I think that this by @IPPR is absolutely right. But NB the overlap with thinking about devolution and much stronger local government.
A critical devolution issue is local government finance: if you want seriously to devolve power to local level, you have to give it its own tax base, immune from Westminster’s tendency to grab power by fiddling around with finance.
And also immune to its tendency to concentrate all restrictions on public spending on local government, in the hope that Westminster will avoid responsibility for the consequences.
Property tax is an ideal local government tax. It’s clear which authority gets what, and taxpayers can’t move it from a high tax to a low tax area.
If you were going to make this tax the main basis of LA funding, however, you would need a rather higher average rate than 0.5% (which is roughly the rate you’d need to replace Council Tax).

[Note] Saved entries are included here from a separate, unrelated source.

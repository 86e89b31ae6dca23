//! Minimal raster plotting on top of `image::RgbImage`.
//!
//! Charts carry no text: axes, ticks, colorbars and reference lines only.

use image::{Rgb, RgbImage};

use crate::sweep::ProbabilityGrid;

pub type Color = Rgb<u8>;

pub const WHITE: Color = Rgb([255, 255, 255]);
pub const BLACK: Color = Rgb([0, 0, 0]);
pub const BAR_GRAY: Color = Rgb([128, 128, 128]);
pub const THRESHOLD_RED: Color = Rgb([214, 39, 40]);
pub const GRID_GRAY: Color = Rgb([210, 210, 210]);

/// Qualitative palette for category bars.
const PALETTE: [Color; 6] = [
    Rgb([31, 119, 180]),
    Rgb([255, 127, 14]),
    Rgb([44, 160, 44]),
    Rgb([148, 103, 189]),
    Rgb([140, 86, 75]),
    Rgb([23, 190, 207]),
];

/// ColorBrewer "Greens", light to dark.
const GREENS: [[u8; 3]; 9] = [
    [247, 252, 245],
    [229, 245, 224],
    [199, 233, 192],
    [161, 217, 155],
    [116, 196, 118],
    [65, 171, 93],
    [35, 139, 69],
    [0, 109, 44],
    [0, 68, 27],
];

const TICKS: u32 = 5;
const TICK_LEN: u32 = 6;

/// Axis-aligned pixel rectangle.
#[derive(Debug, Clone, Copy, PartialEq, Eq)]
pub struct Rect {
    pub x: u32,
    pub y: u32,
    pub width: u32,
    pub height: u32,
}

impl Rect {
    pub fn of(image: &RgbImage) -> Self {
        Self {
            x: 0,
            y: 0,
            width: image.width(),
            height: image.height(),
        }
    }

    pub fn right(&self) -> u32 {
        self.x + self.width
    }

    pub fn bottom(&self) -> u32 {
        self.y + self.height
    }

    pub fn inset(self, left: u32, top: u32, right: u32, bottom: u32) -> Self {
        Self {
            x: self.x + left.min(self.width),
            y: self.y + top.min(self.height),
            width: self.width.saturating_sub(left + right),
            height: self.height.saturating_sub(top + bottom),
        }
    }

    /// Left and right halves.
    pub fn split_columns(self) -> (Self, Self) {
        let left = self.width / 2;
        (
            Self {
                width: left,
                ..self
            },
            Self {
                x: self.x + left,
                width: self.width - left,
                ..self
            },
        )
    }
}

/// Maps `[lo, hi]` data values onto pixel offsets.
#[derive(Debug, Clone, Copy)]
struct Scale {
    lo: f64,
    hi: f64,
}

impl Scale {
    fn fraction(&self, value: f64) -> f64 {
        let span = self.hi - self.lo;
        if span.abs() < f64::EPSILON {
            return 0.0;
        }
        ((value - self.lo) / span).clamp(0.0, 1.0)
    }

    fn x(&self, plot: Rect, value: f64) -> u32 {
        plot.x + (self.fraction(value) * plot.width as f64).round() as u32
    }

    fn y(&self, plot: Rect, value: f64) -> u32 {
        plot.bottom() - (self.fraction(value) * plot.height as f64).round() as u32
    }
}

/// Interpolated "Greens" colour for a fraction in `[0, 1]`.
pub fn greens(fraction: f64) -> Color {
    let f = if fraction.is_nan() { 0.0 } else { fraction.clamp(0.0, 1.0) };
    let scaled = f * (GREENS.len() - 1) as f64;
    let idx = (scaled.floor() as usize).min(GREENS.len() - 2);
    let t = scaled - idx as f64;
    let (a, b) = (GREENS[idx], GREENS[idx + 1]);
    let mix = |i: usize| (a[i] as f64 + (b[i] as f64 - a[i] as f64) * t).round() as u8;
    Rgb([mix(0), mix(1), mix(2)])
}

pub fn blank(width: u32, height: u32) -> RgbImage {
    RgbImage::from_pixel(width, height, WHITE)
}

pub fn fill_rect(image: &mut RgbImage, rect: Rect, color: Color) {
    let x_end = rect.right().min(image.width());
    let y_end = rect.bottom().min(image.height());
    for y in rect.y..y_end {
        for x in rect.x..x_end {
            image.put_pixel(x, y, color);
        }
    }
}

fn outline(image: &mut RgbImage, rect: Rect, color: Color) {
    hline(image, rect.x, rect.right(), rect.y, 1, color, None);
    hline(image, rect.x, rect.right(), rect.bottom(), 1, color, None);
    vline(image, rect.x, rect.y, rect.bottom(), color);
    vline(image, rect.right(), rect.y, rect.bottom(), color);
}

/// Horizontal line, optionally dashed as `(on, off)` pixel runs.
pub fn hline(
    image: &mut RgbImage,
    x0: u32,
    x1: u32,
    y: u32,
    thickness: u32,
    color: Color,
    dash: Option<(u32, u32)>,
) {
    let x_end = x1.min(image.width().saturating_sub(1));
    for x in x0..=x_end {
        if let Some((on, off)) = dash {
            if (x - x0) % (on + off).max(1) >= on {
                continue;
            }
        }
        for dy in 0..thickness {
            let py = y + dy;
            if py < image.height() {
                image.put_pixel(x, py, color);
            }
        }
    }
}

pub fn vline(image: &mut RgbImage, x: u32, y0: u32, y1: u32, color: Color) {
    if x >= image.width() {
        return;
    }
    let y_end = y1.min(image.height().saturating_sub(1));
    for y in y0..=y_end {
        image.put_pixel(x, y, color);
    }
}

fn draw_axes(image: &mut RgbImage, plot: Rect) {
    hline(image, plot.x, plot.right(), plot.bottom(), 1, BLACK, None);
    vline(image, plot.x, plot.y, plot.bottom(), BLACK);
    for i in 0..=TICKS {
        let x = plot.x + plot.width * i / TICKS;
        vline(image, x, plot.bottom(), plot.bottom() + TICK_LEN, BLACK);
        let y = plot.bottom() - plot.height * i / TICKS;
        hline(image, plot.x.saturating_sub(TICK_LEN), plot.x, y, 1, BLACK, None);
    }
}

fn draw_y_grid(image: &mut RgbImage, plot: Rect) {
    for i in 1..=TICKS {
        let y = plot.bottom() - plot.height * i / TICKS;
        hline(image, plot.x, plot.right(), y, 1, GRID_GRAY, Some((6, 4)));
    }
}

/// Heatmap of `grid` with origin at the lower left and a colorbar on the right.
pub fn draw_heatmap(image: &mut RgbImage, region: Rect, grid: &ProbabilityGrid) {
    let plot = region.inset(80, 30, 140, 70);
    let colorbar = Rect {
        x: plot.right() + 30,
        y: plot.y,
        width: 24,
        height: plot.height,
    };
    let (lo, hi) = grid.bounds().unwrap_or((0.0, 1.0));
    let scale = Scale { lo, hi };
    let (rows, cols) = (grid.rows(), grid.cols());

    if rows > 0 && cols > 0 && plot.width > 0 && plot.height > 0 {
        for py in 0..plot.height {
            let row_frac = 1.0 - (py as f64 + 0.5) / plot.height as f64;
            let row = ((row_frac * rows as f64) as usize).min(rows - 1);
            for px in 0..plot.width {
                let col_frac = (px as f64 + 0.5) / plot.width as f64;
                let col = ((col_frac * cols as f64) as usize).min(cols - 1);
                let fraction = match grid.get(row, col) {
                    Some(v) if v.is_finite() => scale.fraction(v),
                    Some(v) if v > 0.0 => 1.0,
                    _ => 0.0,
                };
                image.put_pixel(plot.x + px, plot.y + py, greens(fraction));
            }
        }
    }

    for py in 0..colorbar.height {
        let fraction = 1.0 - py as f64 / colorbar.height.max(1) as f64;
        let color = greens(fraction);
        for px in 0..colorbar.width {
            let (x, y) = (colorbar.x + px, colorbar.y + py);
            if x < image.width() && y < image.height() {
                image.put_pixel(x, y, color);
            }
        }
    }
    outline(image, colorbar, BLACK);
    draw_axes(image, plot);
}

/// Gray utilization bars with a dashed saturation line at rho = 1.
pub fn draw_utilization_bars(image: &mut RgbImage, region: Rect, series: &[(f64, f64)]) {
    let plot = region.inset(80, 30, 30, 70);
    draw_y_grid(image, plot);

    let peak = series
        .iter()
        .map(|&(_, rho)| rho)
        .filter(|rho| rho.is_finite())
        .fold(1.0_f64, f64::max);
    let y_scale = Scale {
        lo: 0.0,
        hi: peak * 1.1,
    };

    if let (Some(&(first, _)), Some(&(last, _))) = (series.first(), series.last()) {
        let spacing = match series.get(1) {
            Some(&(second, _)) if second > first => second - first,
            _ => 1.0,
        };
        let x_scale = Scale {
            lo: first - spacing / 2.0,
            hi: last + spacing / 2.0,
        };
        let half_bar = spacing * 0.3;
        for &(x, rho) in series {
            if !rho.is_finite() || rho <= 0.0 {
                continue;
            }
            let left = x_scale.x(plot, x - half_bar);
            let right = x_scale.x(plot, x + half_bar);
            let top = y_scale.y(plot, rho);
            fill_rect(
                image,
                Rect {
                    x: left,
                    y: top,
                    width: right.saturating_sub(left).max(1),
                    height: plot.bottom().saturating_sub(top),
                },
                BAR_GRAY,
            );
        }
    }

    let threshold = y_scale.y(plot, 1.0);
    hline(
        image,
        plot.x,
        plot.right(),
        threshold.saturating_sub(1),
        2,
        THRESHOLD_RED,
        Some((12, 8)),
    );
    draw_axes(image, plot);
}

/// One coloured bar per value, optionally on a log10 axis.
pub fn draw_category_bars(image: &mut RgbImage, region: Rect, values: &[f64], log_scale: bool) {
    let plot = region.inset(80, 30, 30, 70);
    draw_y_grid(image, plot);

    let positive: Vec<f64> = values
        .iter()
        .copied()
        .filter(|v| v.is_finite() && *v > 0.0)
        .collect();
    let max = positive.iter().copied().fold(0.0_f64, f64::max);
    let min = positive.iter().copied().fold(f64::INFINITY, f64::min);
    let transform = |v: f64| if log_scale { v.log10() } else { v };
    let y_scale = if positive.is_empty() {
        Scale { lo: 0.0, hi: 1.0 }
    } else if log_scale {
        Scale {
            lo: min.log10().floor() - 1.0,
            hi: max.log10().ceil(),
        }
    } else {
        Scale {
            lo: 0.0,
            hi: max * 1.1,
        }
    };

    let count = values.len().max(1) as u32;
    let slot = plot.width / count;
    for (i, &value) in values.iter().enumerate() {
        if !value.is_finite() || value <= 0.0 {
            continue;
        }
        let top = y_scale.y(plot, transform(value));
        fill_rect(
            image,
            Rect {
                x: plot.x + slot * i as u32 + slot / 5,
                y: top,
                width: (slot * 3 / 5).max(1),
                height: plot.bottom().saturating_sub(top),
            },
            PALETTE[i % PALETTE.len()],
        );
    }
    draw_axes(image, plot);
}

#[cfg(test)]
mod tests {
    use super::*;

    #[test]
    fn greens_endpoints() {
        assert_eq!(greens(0.0), Rgb([247, 252, 245]));
        assert_eq!(greens(1.0), Rgb([0, 68, 27]));
        assert_eq!(greens(f64::NAN), greens(0.0));
    }

    #[test]
    fn inset_saturates() {
        let rect = Rect {
            x: 0,
            y: 0,
            width: 10,
            height: 10,
        };
        let inner = rect.inset(8, 8, 8, 8);
        assert_eq!((inner.width, inner.height), (0, 0));
    }

    #[test]
    fn threshold_line_is_red() {
        let mut image = blank(400, 300);
        let region = Rect::of(&image);
        draw_utilization_bars(&mut image, region, &[(100.0, 0.5), (200.0, 2.0)]);
        let has_red = image.pixels().any(|p| *p == THRESHOLD_RED);
        let has_bar = image.pixels().any(|p| *p == BAR_GRAY);
        assert!(has_red && has_bar);
    }
}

Quite painful bills for some. And endless stories about pensioners in (now expensive) houses faced with huge bills.
(You could of course cut other taxes - eg income tax - to make the overall take much the same and shift taxation from income towards - largely windfall - wealth.)
(You could also make the point that encouraging people to move out of property that is bigger than they need, instead of incentivising them to stay as our current system does, would be a good thing.)
(Both very strong points on the merits. But obvious political issues with each.)
Another issue would be huge disparities between local tax bases (the reason why such a tax is regionally redistributive, as pointed out in the paper). An equal tax rate would raise far more per resident in Camden than in Hartlepool. So you’d need some form of evening-out.
Unfortunately, unless you put very strong ring fences round the evening-out process, it would give Westminster a route back in to fiddling around with local government finance, tweaking the process to shovel money to favoured authorities (cf Thatcher and Wandsworth).
None of this is easy: but if you support real devolution and real “levelling up” - i.e. strong local government rather than jumping to Ministers’ latest wheeze - you need to think about these issues.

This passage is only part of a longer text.